The U.S. has a number of private insurance coverage based primarily on employment, along with public insurance coverage for the elderly (Medicare), the military, veterans, and the poor and disabled. Medicare is an enormously popular and effective insurance program for older Americans. Recently the increasing costs of Medicare threaten to be a huge drain on the federal budget while at the same time the program is facing widespread criticism of reports of waste and fraud.
The Centers for Medicare and Medicaid Services estimates that by the year 2015, health care spending will reach $4.0 trillion and will account for 20.0% of the Gross Domestic Product (McGuire and Schneider, 2007). The Medicare and Medicaid programs comprise the largest single purchaser of health care in the world, and hence, criminals view healthcare fraud as an ideal field to operate, swindle and make money. The National Health Care Anti-Fraud Association (“NHCAA”) estimates that such fraud accounts for 3-10% of total health care expenditures (McGuire and Schneider, 2007).
Law enforcement officials say that there are many widespread, organized and lucrative schemes to cheat Medicare out of an estimated $60 billion dollars a year, a staggering cost borne by American taxpayers (Potter, 2007). As a result of this fraud, money that is allotted for caring for the nation’s seniors and the disabled is being siphoned away.
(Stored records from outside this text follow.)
// パス: src/bin/linerepl.rs
// 役割: Binary entrypoint that configures logging and the terminal, then runs the REPL
// 意図: Offer a CLI executable bound to the process's standard streams
// 関連ファイル: src/repl/cmd.rs, src/repl/terminal.rs, src/config.rs, src/lib.rs
use std::path::PathBuf;
use std::process::ExitCode;
use std::sync::Arc;

use clap::Parser;
use tracing_subscriber::EnvFilter;

use linerepl::evaluator::{Interpreter, Namespace};
use linerepl::repl::terminal::{spawn_stdin_pump, RawMode};
use linerepl::repl::{Console, ExecutionCoordinator, InterruptFlag, ReplLoop, SharedInput, SharedWriter};
use linerepl::{ReplConfig, ReplError};

#[derive(Parser, Debug)]
#[command(name = "linerepl")]
#[command(about = "Line-editing REPL with cancellable evaluation", long_about = None)]
struct Cli {
    /// 設定ファイル（JSON）
    #[arg(long, env = "LINEREPL_CONFIG")]
    config: Option<PathBuf>,

    /// プロンプト文字列
    #[arg(long)]
    prompt: Option<String>,

    /// 保持するコマンド履歴の件数
    #[arg(long)]
    history_limit: Option<usize>,

    /// 開始メッセージを出さない
    #[arg(long)]
    no_banner: bool,

    /// ログフィルタ（未指定なら RUST_LOG、それもなければ warn）
    #[arg(long)]
    log: Option<String>,
}

impl Cli {
    /// ファイルの設定にコマンドライン引数を上書きする。
    fn resolve_config(&self) -> Result<ReplConfig, ReplError> {
        let mut config = match &self.config {
            Some(path) => ReplConfig::load(path)?,
            None => ReplConfig::default(),
        };
        if let Some(prompt) = &self.prompt {
            config.prompt = prompt.clone();
        }
        if let Some(limit) = self.history_limit {
            config.history_limit = limit;
        }
        if self.no_banner {
            config.banner = false;
        }
        config.validate()?;
        Ok(config)
    }
}

fn init_logging(directives: Option<&str>) {
    let filter = match directives {
        Some(directives) => EnvFilter::new(directives),
        None => EnvFilter::try_from_default_env().unwrap_or_else(|_| EnvFilter::new("warn")),
    };
    let _ = tracing_subscriber::fmt()
        .with_writer(std::io::stderr)
        .with_env_filter(filter)
        .try_init();
}

fn run(cli: &Cli) -> Result<(), ReplError> {
    let config = cli.resolve_config()?;
    let runtime = tokio::runtime::Builder::new_current_thread()
        .enable_time()
        .build()?;

    let interrupts = InterruptFlag::new();
    let console = Arc::new(Console::new(SharedWriter::stdout()));
    let out = console.primary().clone();
    let interpreter = Interpreter::new(console.clone(), interrupts.clone());
    let coordinator =
        ExecutionCoordinator::new(interpreter, console, Arc::new(interrupts.clone()), &out);
    let mut repl = ReplLoop::new(config, coordinator, out);

    let _raw = RawMode::enable_if_tty()?;
    let input = SharedInput::new(spawn_stdin_pump(runtime.handle().clone(), interrupts)?);
    let mut globals = Namespace::new();
    runtime.block_on(repl.run(&input, &mut globals))
}

fn main() -> ExitCode {
    let cli = Cli::parse();
    init_logging(cli.log.as_deref());
    match run(&cli) {
        Ok(()) => ExitCode::SUCCESS,
        Err(err) => {
            eprintln!("linerepl: {}", err);
            ExitCode::FAILURE
        }
    }
}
Federal and state agencies are focusing on detecting and preventing healthcare fraud activities.
In 2004, the federal government won or negotiated more than $605 million in judgments, settlements, and administrative impositions in health care fraud cases and proceedings and more and more healthcare fraud cases are being referred for criminal prosecution.
One of the most common schemes in the sphere of health insurance is the illicit billing for DME, or durable medical equipment, such as oxygen generators, breathing machines, air mattresses, walkers, orthopedic braces, and wheelchairs (Editorial, 2008). This scheme involves billions of dollars a year in illegal claims. The scope of the medical equipment crime has been exposed by Charles Duhigg in The Times and is based on a confidential draft report by the inspector general of the Health and Human Services Department (Editorial: NYT, 2008).
According to the report, it is the responsibility of Medicare’s auditing program to check whether payments made to suppliers were justified and medically necessary by comparing documents and medical information submitted by the suppliers to the medical records provided by the physicians. But, the report says, that Medicare auditors were asked to study only the documents submitted by the companies. This provided a lot of space for unscrupulous companies to fraud. Medicare had bought a power wheelchair for a beneficiary who neither needed nor used the device.
The beneficiary denied knowing the ordering physician or supplier and the supposed ordering physician denied knowing the patient or placing the order. The report holds that the rate of improper payments for medical equipment is 31.5 percent, implying a fraud of the range of $2.8 billion, four times what Medicare had claimed (Editorial: NYT, 2008). It is the need of the hour for Congressional committees to investigate how much of the fraud is due to careless documentation and how much of it reflects payment for medical services that were unwarranted or not provided.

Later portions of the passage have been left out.